Deutsche Bank Securities, which aspires to build up a top-flight mortgage-backed securities shop, has come up with an unusual way of accomplishing that onerous task: It is bucking market tradition by aligning its fledgling MBS trading operation with its existing derivatives group.
The bank has just hired Nicholas "Trip" Mestanas, a longtime Goldman Sachs mortgage-backed pro, to build up an agency MBS trading platform. Bankers are intrigued that Mestanas and his staff, rather than reporting to Deutsche's structured finance heads, will instead report to Jon Kinol, a managing director in charge of various types of derivatives, including interest-rate and mortgage-related derivatives. One of the reasons Mestanas left Goldman was his interest in the MBS/derivatives combination, sources familiar with the situation said.
The marriage of MBS and derivatives is a sharp contrast to the usual way MBS trading is run-typically as a sector of overall fixed-income trading, as it is at top-notch MBS shops like UBS Warburg and Goldman. MBS is also usually joined at the hip to ABS, which is logical given that most existing ABS groups were spun off from mortgage-backed finance departments in the early- to mid-1990s.
What Deutsche is betting on-and some rivals agree with it-is that MBS and ABS are aligned mainly because of tradition, and that mortgage-related debt trading works much better when tied to various types of derivatives. MBS and derivatives share many of the same investors, as many mortgage investors use interest-rate swap derivatives as a way to hedge against interest-rate volatility.
"I would say that about 40% of all the flows we've had off the derivatives desk have come back to mortgages in some way, shape or form," Kinol said. Many market players "are hedging the volatility imbedded in the mortgage market. We want to manage a very strong interest-rate derivatives group, and leverage what we've done to develop a mortgage market-making group."
Other bankers agree that MBS' current status as an adjunct of agency and ABS trading doesn't really make much sense anymore. "If you ask a pass-through [mortgage] trader that's trading a 30-year TBA [mortgage bond], he doesn't care at all about what's happening in the credit-card markets," one banker said, noting however that such traders are often still slotted next to credit-card ABS traders.
It has long been apparent that the ties between derivatives such as interest-rate swaps and MBS are growing stronger, as some of the largest purchasers of mortgages-such as Fannie Mae and Freddie Mac-have been purchasing derivatives for some time. At the end of last year, Fannie's derivatives holdings alone had a notional principal value of $533 billion.

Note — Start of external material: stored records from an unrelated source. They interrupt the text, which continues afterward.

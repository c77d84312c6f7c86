//! InMemoryRemote - a route table of handler closures standing in for the backend.

use std::collections::HashMap;
use std::sync::{Arc, Mutex};

use serde_json::Value;

use super::{Method, Remote, RemoteError, RemoteRequest};

type Handler = Box<dyn Fn(&RemoteRequest) -> Result<Value, RemoteError> + Send + Sync>;

/// A remote that dispatches requests to registered handlers.
///
/// Routes are matched on exact method and endpoint. Unmatched requests go to
/// the fallback handler if one is set, otherwise they fail with status 404.
/// Every request is recorded, so tests can count network calls.
///
/// ## Example
///
/// ```ignore
/// let remote = InMemoryRemote::new()
///     .route(Method::Post, "/company/acme/follow", |_| Ok(json!({ "ok": true })))
///     .route(Method::Delete, "/company/acme/follow", |_| {
///         Err(RemoteError::with_status(500, "unfollow failed"))
///     });
/// ```
#[derive(Clone, Default)]
pub struct InMemoryRemote {
    routes: Arc<HashMap<(Method, String), Handler>>,
    fallback: Option<Arc<Handler>>,
    calls: Arc<Mutex<Vec<RemoteRequest>>>,
}

impl InMemoryRemote {
    pub fn new() -> Self {
        Self::default()
    }

    /// Register a handler for a method and endpoint.
    ///
    /// Uses builder pattern; must be called before the remote is cloned.
    pub fn route<F>(mut self, method: Method, endpoint: &str, handler: F) -> Self
    where
        F: Fn(&RemoteRequest) -> Result<Value, RemoteError> + Send + Sync + 'static,
    {
        if let Some(routes) = Arc::get_mut(&mut self.routes) {
            routes.insert((method, endpoint.to_string()), Box::new(handler));
        } else {
            log::warn!("route {} {} ignored: remote already shared", method, endpoint);
        }
        self
    }

    /// Register a handler for every request without a matching route.
    pub fn fallback<F>(mut self, handler: F) -> Self
    where
        F: Fn(&RemoteRequest) -> Result<Value, RemoteError> + Send + Sync + 'static,
    {
        self.fallback = Some(Arc::new(Box::new(handler)));
        self
    }

    /// Requests received so far, in arrival order.
    pub fn calls(&self) -> Vec<RemoteRequest> {
        self.calls.lock().map(|calls| calls.clone()).unwrap_or_default()
    }

    /// Number of requests received for a method and endpoint.
    pub fn call_count(&self, method: Method, endpoint: &str) -> usize {
        self.calls()
            .iter()
            .filter(|call| call.method == method && call.endpoint == endpoint)
            .count()
    }

    /// List registered routes.
    pub fn routes(&self) -> Vec<(Method, &str)> {
        self.routes
            .keys()
            .map(|(method, endpoint)| (*method, endpoint.as_str()))
            .collect()
    }

    fn dispatch(&self, request: &RemoteRequest) -> Result<Value, RemoteError> {
        if let Ok(mut calls) = self.calls.lock() {
            calls.push(request.clone());
        }

        let route = (request.method, request.endpoint.clone());
        match (self.routes.get(&route), &self.fallback) {
            (Some(handler), _) => handler(request),
            (None, Some(fallback)) => fallback(request),
            (None, None) => Err(RemoteError::with_status(
                404,
                format!("no route for {}", request),
            )),
        }
    }
}

impl Remote for InMemoryRemote {
    async fn call(&self, request: &RemoteRequest) -> Result<Value, RemoteError> {
        self.dispatch(request)
    }
}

Yet because the MBS businesses of some shops have been a part of traditional fixed income for so long, uprooting MBS and aligning it with derivatives would be a political nightmare at many investment banks, sources said. Deutsche was able to pull it off only because its MBS business is still a fledgling one, staffed mainly by newcomers imported in some cases from derivatives businesses. For example, recent hire Felix Partow is an MBS derivatives trader from Nomura Securities.
Some more established MBS rivals, however, see Deutsche's break with tradition as a wild card strategy that will likely not have many imitators, noting that the current market leaders have held their positions for years-a strong argument that their MBS departments are aligned well enough to keep raking in business.
Deutsche has had a fairly minor presence in MBS for some time. As of first-half 2002, the bank was ranked fifteenth in U.S. MBS with $2.4 billion in deals underwritten, compared with fourteenth in the same period last year with $2.3 billion in deals. By contrast, a market leader like UBS Warburg logged $52.3 billion in MBS underwritten for the 2002 first half.
The German bank plans some aggressive hiring in the next six months, however, which it hopes will help boost the MBS group's standings. Deutsche is feeling bullish on debt, and has improved its profile in recent years in selected debt sectors, at times dramatically. It is on a major winning streak in high-yield corporate bonds, where it currently ranks fourth, and has a top-five presence in commercial mortgage-backeds and U.S. ABS, and is improving its standing in high-grade debt.
For MBS, Deutsche's plan was to first establish a solid mortgage research department and then build up trading. Deutsche hired Alec Crawford from Morgan Stanley a year ago to spearhead an improved mortgage research effort-now it is counting on Goldman's Mestanas to do the same for mortgage trading.